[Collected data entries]
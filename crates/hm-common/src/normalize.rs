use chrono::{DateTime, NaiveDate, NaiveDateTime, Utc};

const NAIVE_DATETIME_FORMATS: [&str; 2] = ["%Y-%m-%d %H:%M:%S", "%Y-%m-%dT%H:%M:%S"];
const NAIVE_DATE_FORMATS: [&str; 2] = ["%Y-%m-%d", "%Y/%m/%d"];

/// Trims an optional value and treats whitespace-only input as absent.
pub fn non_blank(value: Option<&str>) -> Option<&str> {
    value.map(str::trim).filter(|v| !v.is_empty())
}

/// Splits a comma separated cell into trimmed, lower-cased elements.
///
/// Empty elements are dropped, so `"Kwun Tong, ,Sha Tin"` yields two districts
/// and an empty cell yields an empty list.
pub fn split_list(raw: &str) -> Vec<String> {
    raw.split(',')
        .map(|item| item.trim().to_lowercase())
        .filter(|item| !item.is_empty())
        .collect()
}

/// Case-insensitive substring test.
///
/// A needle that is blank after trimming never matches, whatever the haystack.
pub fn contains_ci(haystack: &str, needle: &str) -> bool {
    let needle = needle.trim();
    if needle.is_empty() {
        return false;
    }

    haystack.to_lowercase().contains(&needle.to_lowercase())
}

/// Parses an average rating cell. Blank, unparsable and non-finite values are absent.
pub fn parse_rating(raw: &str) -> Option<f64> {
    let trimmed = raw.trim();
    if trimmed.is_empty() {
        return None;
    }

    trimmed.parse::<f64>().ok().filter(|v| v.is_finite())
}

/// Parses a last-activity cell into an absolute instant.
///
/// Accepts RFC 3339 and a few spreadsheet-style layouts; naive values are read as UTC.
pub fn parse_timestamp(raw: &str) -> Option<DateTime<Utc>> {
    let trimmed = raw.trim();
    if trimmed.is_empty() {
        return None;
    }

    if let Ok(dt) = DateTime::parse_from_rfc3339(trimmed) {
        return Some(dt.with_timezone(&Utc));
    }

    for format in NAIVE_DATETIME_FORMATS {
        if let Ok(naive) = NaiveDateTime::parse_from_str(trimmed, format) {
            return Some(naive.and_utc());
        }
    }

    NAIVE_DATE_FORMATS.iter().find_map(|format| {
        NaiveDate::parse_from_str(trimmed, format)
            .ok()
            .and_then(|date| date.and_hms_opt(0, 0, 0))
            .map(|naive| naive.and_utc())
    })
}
...
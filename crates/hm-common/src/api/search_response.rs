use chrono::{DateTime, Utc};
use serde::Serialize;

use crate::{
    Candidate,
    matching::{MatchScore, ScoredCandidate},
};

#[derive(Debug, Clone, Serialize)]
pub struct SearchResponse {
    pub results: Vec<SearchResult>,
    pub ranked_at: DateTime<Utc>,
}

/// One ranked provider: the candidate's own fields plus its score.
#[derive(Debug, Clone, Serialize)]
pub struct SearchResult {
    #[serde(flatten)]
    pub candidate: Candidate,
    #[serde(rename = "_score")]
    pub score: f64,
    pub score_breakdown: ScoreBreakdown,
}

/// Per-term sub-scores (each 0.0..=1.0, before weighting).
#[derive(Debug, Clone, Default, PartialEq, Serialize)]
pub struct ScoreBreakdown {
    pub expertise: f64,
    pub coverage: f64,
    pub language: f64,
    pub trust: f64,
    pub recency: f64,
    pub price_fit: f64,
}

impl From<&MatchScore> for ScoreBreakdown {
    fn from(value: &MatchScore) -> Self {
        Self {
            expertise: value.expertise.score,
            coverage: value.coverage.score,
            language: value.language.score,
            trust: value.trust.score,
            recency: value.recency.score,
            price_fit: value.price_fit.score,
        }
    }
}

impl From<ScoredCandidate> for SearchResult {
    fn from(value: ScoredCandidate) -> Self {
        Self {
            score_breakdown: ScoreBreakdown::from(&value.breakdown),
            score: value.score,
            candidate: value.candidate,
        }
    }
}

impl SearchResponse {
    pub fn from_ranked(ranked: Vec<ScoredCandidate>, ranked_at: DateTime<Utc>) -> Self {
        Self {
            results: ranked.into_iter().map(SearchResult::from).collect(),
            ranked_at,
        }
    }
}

## Work instruction
Which lines of the entries above contain the word "absent"? Copy each of them.

## Output below
/// Trims an optional value and treats whitespace-only input as absent.
/// Parses an average rating cell. Blank, unparsable and non-finite values are absent.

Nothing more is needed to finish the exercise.